Le financement public du cinéma en question
Le gouvernement britannique a annoncé, apparemment sans prévenir les principaux intéressés, la fin du UK Film Council, mis en place en 2000 par le gouvernement travailliste. S'il ne fait guère de doutes que la mesure est prise avant tout pour faire des économies (la culture dans son ensemble étant une cible privilégiée des coupes budgétaires en cours), l'événement fait ressortir des arguments intéressant sur la question du financement public du cinéma. Parmi ces arguments, quelques-uns auxquels le CNC serait sans doute bien inspiré de préparer une réponse solide.
Le UK film Council n'avait certes ni l'ancienneté ni le même mode de financement que le CNC. Sont site, toutefois, s'était distingué par la qualité de sa réalisation et surtout par sa communication statistique qui en a fait une référence pour le cinéma britannique, y compris dans la commande d'analyses et de rapports à des universitaires. Surtout, son aide au financement du cinéma britannique est présentée par ses défenseur comme le ciment de cette industrie. Si le débat dans son ensemble sera probablement intéressant à suivre, les deux axes d'attaque essentiels contre l'action de l'UK Film Council semblent déjà dessinés :
- La recherche du succès : cet article du Guardian (qu'on ne peut soupçonner d'être pro-gouvernemental) relève que le principal reproche fait à l'UK Film Council est d'avoir concentré ses moyens sur des films à gros budget, plus précisément des feel-good movies, au détriment de sa mission d'encouragement à la création. Une rapide recherche m'indique que Le Vent se lève a reçu du fonds £545 000, contre £945 043 pour Joue-là comme Beckham, sans correction pour l'inflation. C'est évidemment sans compter tous les projets qui n'ont pas été fondés. Ce type de reproche est également récurrent lorsqu'il s'agit du CNC, on se rappelle l'affaire du financement de Un long Dimanche de fiançailles.
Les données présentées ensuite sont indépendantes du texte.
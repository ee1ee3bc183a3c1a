//! Two-hop inversion over an explicit adjacency map.
//!
//! For an active document `A` linking to destinations `D1..Dn`, every other
//! document `S` that links to some `Di` is a two-hop neighbour of `A`
//! through `Di`. The whole map is scanned once per query, which is fine at
//! personal-vault scale.

use std::collections::{BTreeMap, HashSet};
use twohop_core::{AdjacencyMap, FileReference, PathFilter, path_to_link_text};

/// Map each destination of `active_path` to the other sources linking to it.
///
/// Destinations iterate in map order and contributors in source order, so
/// the result is deterministic. Documents linking to themselves are not
/// their own siblings.
pub fn invert_two_hop(active_path: &str, links: &AdjacencyMap) -> BTreeMap<String, Vec<String>> {
    let mut result: BTreeMap<String, Vec<String>> = BTreeMap::new();
    let Some(active_links) = links.get(active_path) else {
        return result;
    };

    for (src, dests) in links {
        if src == active_path {
            continue;
        }
        for dest in dests.keys() {
            if dest != src && active_links.contains_key(dest) {
                result.entry(dest.clone()).or_default().push(src.clone());
            }
        }
    }
    result
}

/// A two-hop group before stat annotation.
#[derive(Debug, Clone, PartialEq, Eq)]
pub struct GroupCandidate {
    /// Intermediate document as presented
    pub link: FileReference,
    /// Intermediate path; `None` when it is an unresolved link
    pub path: Option<String>,
    /// Sibling reference and its document path
    pub members: Vec<(FileReference, String)>,
}

/// Duplicate-removal state shared by every group of one aggregation pass.
#[derive(Debug, Clone, Default)]
pub struct DedupState {
    enabled: bool,
    forward_keys: HashSet<String>,
    emitted: HashSet<String>,
}

impl DedupState {
    pub fn new(enabled: bool, forward_keys: HashSet<String>) -> Self {
        Self {
            enabled,
            forward_keys,
            emitted: HashSet::new(),
        }
    }

    /// Record `key` and report whether it may be emitted.
    fn admit(&mut self, key: String) -> bool {
        if self.enabled && (self.forward_keys.contains(&key) || self.emitted.contains(&key)) {
            return false;
        }
        self.emitted.insert(key);
        true
    }
}

/// Build filtered, deduplicated two-hop groups for one link class.
///
/// `resolved` says whether destinations in `links` are document paths.
/// Groups with no surviving members are dropped.
pub fn collect_groups(
    active_path: &str,
    links: &AdjacencyMap,
    resolved: bool,
    filter: &PathFilter,
    dedup: &mut DedupState,
) -> Vec<GroupCandidate> {
    invert_two_hop(active_path, links)
        .into_iter()
        .filter(|(dest, _)| !filter.is_excluded(dest))
        .filter_map(|(dest, contributors)| {
            let members: Vec<(FileReference, String)> = contributors
                .into_iter()
                .filter(|src| !filter.is_excluded(src))
                .filter_map(|src| {
                    let reference = FileReference::new(active_path, path_to_link_text(&src));
                    dedup.admit(reference.key()).then_some((reference, src))
                })
                .collect();

            if members.is_empty() {
                return None;
            }

            let (link, path) = if resolved {
                (
                    FileReference::new(active_path, path_to_link_text(&dest)),
                    Some(dest),
                )
            } else {
                (FileReference::new(active_path, dest.as_str()), None)
            };
            Some(GroupCandidate {
                link,
                path,
                members,
            })
        })
        .collect()
}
Le CNC semble toutefois avoir une politique nettement plus diversifiée, la critique inverse, celle du saupoudrage, étant tout aussi fréquente (sans que les deux soient exclusifs d'ailleurs, la conjonction de la concentration des moyens sur les grosses machines et le saupoudrage étant deux travers constants de financement de la culture en France).
- L'effet d'éviction : il semblerait également que l'action de l'UK Film Council, qui exerçait une pression forte sur la direction artistique des films subventionnés (décision du montage final, en particulier), ait activement découragé des investissements privés dans le cinéma. Dans le monde anglo-saxon, c'est une tare rédhibitoire, évidemment. La question se pose cependant aussi en France, plutôt sur le mode de savoir comment le fonctionnement des subventions du CNC affecte les incitations privées au financement du cinéma.
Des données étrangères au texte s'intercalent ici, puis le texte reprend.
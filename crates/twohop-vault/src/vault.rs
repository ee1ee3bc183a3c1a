//! Filesystem-backed [`VaultHost`].

use crate::scan::{is_markdown, scan_vault};
use async_trait::async_trait;
use std::collections::BTreeMap;
use std::io;
use std::path::{Component, Path, PathBuf};
use std::time::{SystemTime, UNIX_EPOCH};
use tracing::instrument;
use twohop_core::prelude::*;
use twohop_parser::parse_metadata;
use url::Url;

/// A vault directory scanned into memory.
///
/// Metadata and the link graph are computed once by [`FsVault::open`] and
/// updated per file by [`FsVault::refresh`]. Stats and reads always hit
/// the disk.
#[derive(Debug, Clone)]
pub struct FsVault {
    root: PathBuf,
    /// Every file; markdown notes carry parsed metadata
    documents: BTreeMap<String, Option<CachedMetadata>>,
    resolver: LinkResolver,
    graph: LinkGraphSnapshot,
}

impl FsVault {
    /// Scan `root` and parse every markdown note.
    ///
    /// Notes that cannot be read are kept without metadata so links to them
    /// still resolve.
    #[instrument(skip_all, fields(root = %root.as_ref().display()), name = "vault_open")]
    pub async fn open(root: impl AsRef<Path>) -> Result<Self> {
        let root = root.as_ref().to_path_buf();
        if !tokio::fs::metadata(&root)
            .await
            .map(|m| m.is_dir())
            .unwrap_or(false)
        {
            return Err(Error::invalid_path(format!(
                "Vault root is not a directory: {}",
                root.display()
            )));
        }

        let files = scan_vault(&root)?;
        log::info!("Found {} files in {}", files.len(), root.display());

        let mut documents = BTreeMap::new();
        for file in files {
            let metadata = if file.markdown {
                match tokio::fs::read_to_string(root.join(&file.path)).await {
                    Ok(content) => Some(parse_metadata(&content)),
                    Err(e) => {
                        log::warn!("Failed to read {}: {}", file.path, e);
                        None
                    }
                }
            } else {
                None
            };
            documents.insert(file.path, metadata);
        }

        let mut vault = Self {
            root,
            documents,
            resolver: LinkResolver::new(),
            graph: LinkGraphSnapshot::new(),
        };
        vault.rebuild();

        log::info!(
            "Vault loaded: {} files, {} links",
            vault.documents.len(),
            vault.graph.edge_count()
        );
        Ok(vault)
    }

    pub fn root(&self) -> &Path {
        &self.root
    }

    /// Number of files, notes and attachments alike
    pub fn len(&self) -> usize {
        self.documents.len()
    }

    pub fn is_empty(&self) -> bool {
        self.documents.is_empty()
    }

    pub fn contains(&self, path: &str) -> bool {
        self.documents.contains_key(path)
    }

    /// Re-read one file after it changed on disk.
    ///
    /// A file that no longer exists is forgotten. Returns `true` when the
    /// set of known files or the file's metadata changed.
    #[instrument(skip(self), name = "vault_refresh")]
    pub async fn refresh(&mut self, path: &str) -> Result<bool> {
        let absolute = self.absolute(path)?;
        let read = if is_markdown(path) {
            tokio::fs::read_to_string(&absolute)
                .await
                .map(|content| Some(parse_metadata(&content)))
        } else {
            tokio::fs::metadata(&absolute).await.map(|_| None)
        };
        let metadata = match read {
            Ok(metadata) => metadata,
            Err(e) if e.kind() == io::ErrorKind::NotFound => {
                let removed = self.documents.remove(path).is_some();
                if removed {
                    log::debug!("Removed {}", path);
                    self.rebuild();
                }
                return Ok(removed);
            }
            Err(e) => return Err(Error::io(e)),
        };

        let changed = self.documents.get(path) != Some(&metadata);
        if changed {
            self.documents.insert(path.to_string(), metadata);
            self.rebuild();
        }
        Ok(changed)
    }

    fn rebuild(&mut self) {
        let resolver = LinkResolver::index(
            self.documents
                .iter()
                .map(|(path, metadata)| (path.as_str(), metadata.as_ref())),
        );
        self.graph = build_link_graph(
            self.documents
                .iter()
                .filter_map(|(path, metadata)| metadata.as_ref().map(|m| (path.as_str(), m))),
            &resolver,
        );
        self.resolver = resolver;
    }

    /// Absolute path of a vault path. Paths escaping the root are rejected.
    fn absolute(&self, path: &str) -> Result<PathBuf> {
        let relative = Path::new(path);
        if relative
            .components()
            .any(|c| !matches!(c, Component::Normal(_) | Component::CurDir))
        {
            return Err(Error::invalid_path(format!(
                "Path escapes the vault: {}",
                path
            )));
        }
        Ok(self.root.join(relative))
    }
}

fn not_found_or_io(path: &str, err: io::Error) -> Error {
    if err.kind() == io::ErrorKind::NotFound {
        Error::file_not_found(path)
    } else {
        Error::io(err)
    }
}

fn millis(time: io::Result<SystemTime>) -> Option<i64> {
    let duration = time.ok()?.duration_since(UNIX_EPOCH).ok()?;
    i64::try_from(duration.as_millis()).ok()
}

#[async_trait]
impl VaultHost for FsVault {
    fn link_graph(&self) -> &LinkGraphSnapshot {
        &self.graph
    }

    fn cached_metadata(&self, path: &str) -> Option<CachedMetadata> {
        self.documents.get(path).cloned().flatten()
    }

    fn markdown_files(&self) -> Vec<String> {
        self.documents
            .keys()
            .filter(|path| is_markdown(path))
            .cloned()
            .collect()
    }

    fn resolve_link(&self, link_text: &str, source_path: &str) -> Option<String> {
        self.resolver.resolve(link_text, source_path)
    }

    async fn stat(&self, path: &str) -> Result<DocumentStat> {
        let metadata = tokio::fs::metadata(self.absolute(path)?)
            .await
            .map_err(|e| not_found_or_io(path, e))?;
        if !metadata.is_file() {
            return Err(Error::invalid_path(format!("Not a file: {}", path)));
        }

        let mtime = millis(metadata.modified()).unwrap_or(0);
        // Birth time is unavailable on some filesystems
        let ctime = millis(metadata.created()).unwrap_or(mtime);
        Ok(DocumentStat {
            size: metadata.len(),
            mtime,
            ctime,
        })
    }

    async fn read_text(&self, path: &str) -> Result<String> {
        tokio::fs::read_to_string(self.absolute(path)?)
            .await
            .map_err(|e| not_found_or_io(path, e))
    }

    fn resource_url(&self, path: &str) -> String {
        let absolute = self.root.join(path);
        match Url::from_file_path(&absolute) {
            Ok(url) => url.to_string(),
            Err(()) => format!("file://{}", absolute.display()),
        }
    }
}
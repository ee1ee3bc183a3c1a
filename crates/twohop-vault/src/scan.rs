//! Directory scanning.

use std::path::{Component, Path};
use twohop_core::{Error, Result};
use walkdir::{DirEntry, WalkDir};

/// A file found under the vault root.
#[derive(Debug, Clone, PartialEq, Eq)]
pub struct ScannedFile {
    /// Vault-relative path with `/` separators
    pub path: String,
    pub markdown: bool,
}

/// Walk `root` and list every file, skipping dot-directories and dot-files.
///
/// Entries that cannot be read (dangling symlinks, loops, unreadable
/// directories) and names that are not valid UTF-8 are skipped with a
/// warning. Only an unreadable root is an error.
pub fn scan_vault(root: &Path) -> Result<Vec<ScannedFile>> {
    let mut files = Vec::new();

    for entry in WalkDir::new(root)
        .follow_links(true)
        .sort_by_file_name()
        .into_iter()
        .filter_entry(|e| e.depth() == 0 || !is_hidden(e))
    {
        let entry = match entry {
            Ok(entry) => entry,
            Err(e) if e.depth() == 0 => {
                return Err(Error::other(format!("Failed to scan vault: {}", e)));
            }
            Err(e) => {
                log::warn!("Skipping unreadable entry: {}", e);
                continue;
            }
        };
        if !entry.file_type().is_file() {
            continue;
        }

        let Some(path) = vault_relative(root, entry.path()) else {
            log::warn!("Skipping non UTF-8 path: {}", entry.path().display());
            continue;
        };
        let markdown = is_markdown(&path);
        files.push(ScannedFile { path, markdown });
    }

    Ok(files)
}

/// Convert an absolute path below `root` to a `/`-separated vault path.
pub fn vault_relative(root: &Path, path: &Path) -> Option<String> {
    let relative = path.strip_prefix(root).ok()?;
    let mut segments = Vec::new();
    for component in relative.components() {
        match component {
            Component::Normal(name) => segments.push(name.to_str()?),
            _ => return None,
        }
    }
    (!segments.is_empty()).then(|| segments.join("/"))
}

/// Whether a vault path names a markdown note
pub fn is_markdown(path: &str) -> bool {
    Path::new(path)
        .extension()
        .and_then(|e| e.to_str())
        .is_some_and(|e| e.eq_ignore_ascii_case("md"))
}

fn is_hidden(entry: &DirEntry) -> bool {
    entry
        .file_name()
        .to_str()
        .is_some_and(|name| name.starts_with('.'))
}

#[cfg(test)]
mod tests {
    use super::*;
    use tempfile::TempDir;

    #[test]
    fn test_scan_skips_hidden_entries() {
        let dir = TempDir::new().unwrap();
        std::fs::create_dir_all(dir.path().join("notes/deep")).unwrap();
        std::fs::create_dir_all(dir.path().join(".obsidian")).unwrap();
        std::fs::write(dir.path().join("index.md"), "# Index").unwrap();
        std::fs::write(dir.path().join("notes/deep/a.MD"), "").unwrap();
        std::fs::write(dir.path().join("notes/pic.png"), [0u8; 4]).unwrap();
        std::fs::write(dir.path().join(".obsidian/app.json"), "{}").unwrap();
        std::fs::write(dir.path().join(".hidden.md"), "").unwrap();

        let files = scan_vault(dir.path()).unwrap();
        let paths: Vec<(&str, bool)> = files.iter().map(|f| (f.path.as_str(), f.markdown)).collect();
        assert_eq!(
            paths,
            vec![
                ("index.md", true),
                ("notes/deep/a.MD", true),
                ("notes/pic.png", false),
            ]
        );
    }

    #[test]
    fn test_vault_relative() {
        let root = Path::new("/vault");
        assert_eq!(
            vault_relative(root, Path::new("/vault/a/b.md")).as_deref(),
            Some("a/b.md")
        );
        assert_eq!(vault_relative(root, Path::new("/elsewhere/b.md")), None);
        assert_eq!(vault_relative(root, root), None);
    }
}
Je suis curieux de savoir si un débat sur la question traversera la Manche, ou se résumera à un satisfecit concernant le fonctionnement du cinéma français.
Publié le jeudi, août 5 2010, par Mathieu P. dans la catégorie : Économie de la culture - Lien permanent
Commentaires
vendredi, août 6 2010
19:08
1. Ah, les goûts et les couleurs... L'avantage du financement par '"argent privé", c'est que ce genre de reproche ne peut pas vraiment avoir lieu. Dès que l'argent du contribuable est utilisé pour financer des biens ou des services qu'il n'aurait pas nécessairement choisi de financer lui-même s'il avait pu le conserver, le (vaste) problème se pose. Bien sûr, nous sommes en démocratie représentative.
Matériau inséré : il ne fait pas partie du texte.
//! Event-driven session around one vault.
//!
//! The session owns everything that outlives a single aggregation pass: the
//! settings, the enabled flag, the last seen links and tags of the active
//! document, and the generation used to discard stale previews.

use std::collections::BTreeSet;
use std::sync::Arc;
use std::sync::atomic::{AtomicU64, Ordering};
use tracing::instrument;
use twohop_core::{CachedMetadata, FileReference, TwohopSettings, VaultHost};
use twohop_graph::{LinkAggregator, LinkBundle};
use twohop_preview::PreviewExtractor;

/// Identifies the render a preview request belongs to.
#[derive(Debug, Clone, Copy, PartialEq, Eq, Hash, PartialOrd, Ord)]
pub struct GenerationToken(u64);

impl GenerationToken {
    pub fn value(self) -> u64 {
        self.0
    }
}

/// Shared generation counter.
///
/// Clones observe the same counter, so a presentation layer can hold one
/// and check tokens without borrowing the session.
#[derive(Debug, Clone, Default)]
pub struct GenerationCounter(Arc<AtomicU64>);

impl GenerationCounter {
    pub fn new() -> Self {
        Self::default()
    }

    pub fn current(&self) -> GenerationToken {
        GenerationToken(self.0.load(Ordering::Acquire))
    }

    /// Invalidate every outstanding token and return the new one
    pub fn bump(&self) -> GenerationToken {
        GenerationToken(self.0.fetch_add(1, Ordering::AcqRel) + 1)
    }

    pub fn is_current(&self, token: GenerationToken) -> bool {
        self.current() == token
    }
}

/// Last observed links and tags of the active document.
///
/// Sets are compared by value, so reordering links is not a change.
#[derive(Debug, Clone, Default, PartialEq, Eq)]
pub struct ChangeTracker {
    last: Option<Snapshot>,
}

#[derive(Debug, Clone, PartialEq, Eq)]
struct Snapshot {
    path: String,
    links: BTreeSet<String>,
    tags: BTreeSet<String>,
}

impl ChangeTracker {
    pub fn new() -> Self {
        Self::default()
    }

    /// Record the current state of `path`; returns `true` if it differs from
    /// the previous observation.
    pub fn observe(&mut self, path: &str, metadata: Option<&CachedMetadata>) -> bool {
        let snapshot = Snapshot {
            path: path.to_string(),
            links: metadata
                .map(|m| m.links.iter().map(|l| l.link.clone()).collect())
                .unwrap_or_default(),
            tags: metadata
                .map(|m| m.all_tags().into_iter().collect())
                .unwrap_or_default(),
        };

        if self.last.as_ref() == Some(&snapshot) {
            return false;
        }
        self.last = Some(snapshot);
        true
    }

    pub fn reset(&mut self) {
        self.last = None;
    }
}

/// The links computed for one render of the active document.
#[derive(Debug, Clone, PartialEq, Eq)]
pub struct RenderedLinks {
    pub path: String,
    pub generation: GenerationToken,
    pub links: LinkBundle,
}

/// Where a clicked entity leads.
#[derive(Debug, Clone, PartialEq, Eq)]
pub enum OpenTarget {
    /// An existing document; `link_text` keeps any block reference for navigation
    Existing { path: String, link_text: String },
    /// The link does not resolve; opening it creates a new note
    Create { link_text: String },
}

/// Two-hop links for whatever document is active in a vault.
pub struct TwohopSession<H> {
    host: H,
    settings: TwohopSettings,
    aggregator: LinkAggregator,
    previews: PreviewExtractor,
    enabled: bool,
    active: Option<String>,
    tracker: ChangeTracker,
    generation: GenerationCounter,
}

impl<H: VaultHost> TwohopSession<H> {
    /// Create an enabled session
    pub fn new(host: H, settings: TwohopSettings) -> Self {
        Self {
            aggregator: LinkAggregator::from_settings(&settings),
            previews: PreviewExtractor::from_settings(&settings),
            host,
            settings,
            enabled: true,
            active: None,
            tracker: ChangeTracker::new(),
            generation: GenerationCounter::new(),
        }
    }

    pub fn host(&self) -> &H {
        &self.host
    }

    /// Mutable host access, e.g. to refresh a changed file before calling
    /// [`TwohopSession::on_metadata_resolved`]
    pub fn host_mut(&mut self) -> &mut H {
        &mut self.host
    }

    pub fn settings(&self) -> &TwohopSettings {
        &self.settings
    }

    /// Replace the settings. The next render uses them.
    pub fn update_settings(&mut self, settings: TwohopSettings) {
        self.aggregator = LinkAggregator::from_settings(&settings);
        self.previews = PreviewExtractor::from_settings(&settings);
        self.settings = settings;
        self.tracker.reset();
    }

    pub fn is_enabled(&self) -> bool {
        self.enabled
    }

    pub fn active_path(&self) -> Option<&str> {
        self.active.as_deref()
    }

    /// A handle for checking tokens outside the session
    pub fn generation(&self) -> GenerationCounter {
        self.generation.clone()
    }

    /// A document was opened.
    #[instrument(skip(self))]
    pub async fn on_file_open(&mut self, path: &str) -> Option<RenderedLinks> {
        self.active = Some(path.to_string());
        if !self.enabled {
            return None;
        }
        Some(self.render().await)
    }

    /// Metadata of `changed_path` was re-resolved by the host.
    ///
    /// Only re-renders when the active document's links or tags changed.
    #[instrument(skip(self))]
    pub async fn on_metadata_resolved(&mut self, changed_path: &str) -> Option<RenderedLinks> {
        if !self.enabled || self.active.as_deref() != Some(changed_path) {
            return None;
        }
        let metadata = self.host.cached_metadata(changed_path);
        if !self.tracker.observe(changed_path, metadata.as_ref()) {
            log::debug!("Links and tags of {} unchanged", changed_path);
            return None;
        }
        Some(self.aggregate_active(changed_path.to_string()).await)
    }

    pub fn can_enable(&self) -> bool {
        !self.enabled
    }

    pub fn can_disable(&self) -> bool {
        self.enabled
    }

    /// Turn the session on and render the active document, if any.
    pub async fn enable(&mut self) -> Option<RenderedLinks> {
        self.enabled = true;
        log::info!("Two-hop links enabled");
        if self.active.is_none() {
            return None;
        }
        Some(self.render().await)
    }

    /// Turn the session off. Outstanding previews become stale.
    pub fn disable(&mut self) {
        self.enabled = false;
        self.tracker.reset();
        self.generation.bump();
        log::info!("Two-hop links disabled");
    }

    /// Preview `target` for the render identified by `token`.
    ///
    /// Returns `None` when the token was stale before or after the read.
    pub async fn preview(&self, token: GenerationToken, target: &FileReference) -> Option<String> {
        if !self.generation.is_current(token) {
            return None;
        }
        let preview = self.previews.preview(&self.host, target).await;
        if !self.generation.is_current(token) {
            log::debug!(
                "Discarding stale preview of {} (generation {})",
                target.link_text,
                token.value()
            );
            return None;
        }
        Some(preview)
    }

    /// Resolve a clicked entity.
    pub fn open_target(&self, target: &FileReference) -> OpenTarget {
        match self.host.resolve_link(target.link_path(), &target.source_path) {
            Some(path) => OpenTarget::Existing {
                path,
                link_text: target.link_text.clone(),
            },
            None => OpenTarget::Create {
                link_text: target.link_path().to_string(),
            },
        }
    }

    async fn render(&mut self) -> RenderedLinks {
        let path = self.active.clone().unwrap_or_default();
        let metadata = self.host.cached_metadata(&path);
        self.tracker.observe(&path, metadata.as_ref());
        self.aggregate_active(path).await
    }

    async fn aggregate_active(&mut self, path: String) -> RenderedLinks {
        let generation = self.generation.bump();
        let links = self.aggregator.aggregate(&self.host, &path).await;
        RenderedLinks {
            path,
            generation,
            links,
        }
    }
}

#[cfg(test)]
mod tests {
    use super::*;
    use twohop_core::{LinkCache, MemoryVault, TagCache};

    fn note(links: &[&str], tags: &[&str]) -> CachedMetadata {
        CachedMetadata {
            links: links.iter().map(|l| LinkCache::new(*l)).collect(),
            tags: tags.iter().map(|t| TagCache::new(*t)).collect(),
            ..Default::default()
        }
    }

    fn session() -> TwohopSession<MemoryVault> {
        let vault = MemoryVault::new()
            .with_note("A.md", note(&["T"], &["#x"]), "[[T]] #x")
            .with_note("T.md", note(&[], &[]), "Target body")
            .with_note("S.md", note(&["T"], &[]), "[[T]]");
        TwohopSession::new(vault, TwohopSettings::default())
    }

    #[test]
    fn test_generation_counter() {
        let counter = GenerationCounter::new();
        let first = counter.current();
        let shared = counter.clone();
        let second = shared.bump();
        assert_ne!(first, second);
        assert_eq!(second.value(), first.value() + 1);
        assert!(!counter.is_current(first));
        assert!(counter.is_current(second));
    }

    #[test]
    fn test_change_tracker_compares_sets() {
        let mut tracker = ChangeTracker::new();
        assert!(tracker.observe("a.md", Some(&note(&["x", "y"], &["#t"]))));
        assert!(!tracker.observe("a.md", Some(&note(&["y", "x", "x"], &["#t"]))));
        assert!(tracker.observe("a.md", Some(&note(&["x"], &["#t"]))));
        assert!(tracker.observe("a.md", Some(&note(&["x"], &["#u"]))));
        assert!(tracker.observe("b.md", Some(&note(&["x"], &["#u"]))));

        // Joined strings would collide here
        assert!(tracker.observe("c.md", Some(&note(&["a,b"], &[]))));
        assert!(tracker.observe("c.md", Some(&note(&["a", "b"], &[]))));
    }

    #[tokio::test]
    async fn test_file_open_renders() {
        let mut session = session();
        let rendered = session.on_file_open("A.md").await.unwrap();
        assert_eq!(rendered.path, "A.md");
        assert_eq!(rendered.links.forward.len(), 1);
        assert_eq!(rendered.links.resolved_two_hop[0].members[0].link_text, "S");
        assert_eq!(session.active_path(), Some("A.md"));
    }

    #[tokio::test]
    async fn test_metadata_resolved_only_on_change() {
        let mut session = session();
        session.on_file_open("A.md").await.unwrap();

        assert!(session.on_metadata_resolved("A.md").await.is_none());
        assert!(session.on_metadata_resolved("S.md").await.is_none());

        session
            .host_mut()
            .insert_note("A.md", Some(note(&["T", "S"], &["#x"])), String::new());
        let rendered = session.on_metadata_resolved("A.md").await.unwrap();
        assert_eq!(rendered.links.forward.len(), 2);
    }

    #[tokio::test]
    async fn test_enable_disable() {
        let mut session = session();
        assert!(session.can_disable());
        assert!(!session.can_enable());

        session.disable();
        assert!(session.can_enable());
        assert!(session.on_file_open("A.md").await.is_none());
        assert!(session.on_metadata_resolved("A.md").await.is_none());

        let rendered = session.enable().await.unwrap();
        assert_eq!(rendered.path, "A.md");
    }

    #[tokio::test]
    async fn test_stale_preview_is_discarded() {
        let mut session = session();
        let first = session.on_file_open("A.md").await.unwrap();
        let target = first.links.forward[0].clone();

        assert_eq!(
            session.preview(first.generation, &target).await.as_deref(),
            Some("Target body")
        );

        let second = session.on_file_open("S.md").await.unwrap();
        assert!(session.preview(first.generation, &target).await.is_none());
        assert!(session.preview(second.generation, &target).await.is_some());

        session.disable();
        assert!(session.preview(second.generation, &target).await.is_none());
    }

    #[tokio::test]
    async fn test_open_target() {
        let session = session();
        assert_eq!(
            session.open_target(&FileReference::new("A.md", "T#^blk")),
            OpenTarget::Existing {
                path: "T.md".to_string(),
                link_text: "T#^blk".to_string(),
            }
        );
        assert_eq!(
            session.open_target(&FileReference::new("A.md", "Ghost#^blk")),
            OpenTarget::Create {
                link_text: "Ghost".to_string(),
            }
        );
    }

    #[tokio::test]
    async fn test_update_settings_applies_to_next_render() {
        let mut session = session();
        let mut settings = TwohopSettings::default();
        settings.exclude_paths = vec!["S.md".to_string()];
        session.update_settings(settings);

        let rendered = session.on_file_open("A.md").await.unwrap();
        assert!(rendered.links.resolved_two_hop.is_empty());
    }
}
2. Pour le cas français, pas facile d'imaginer comment commencer à répondre à votre question tant l'industrie audiovisuelle et cinématographique en France repose fortement, pour ne pas dire entièrement, et depuis pas mal d'années voire de décennies sur le vaste système d'intervention publique au sens large existant (dizaines de mesures du Centre national du cinéma et de l'image animée, chronologie des médias, diverses autres réglementations (obligations d'investissement, obligations de diffusion, etc.), taxes, "copie privée", IFCIC, etc.).
Je suppose que les satisfecit seront les plus nombreux à se faire entendre.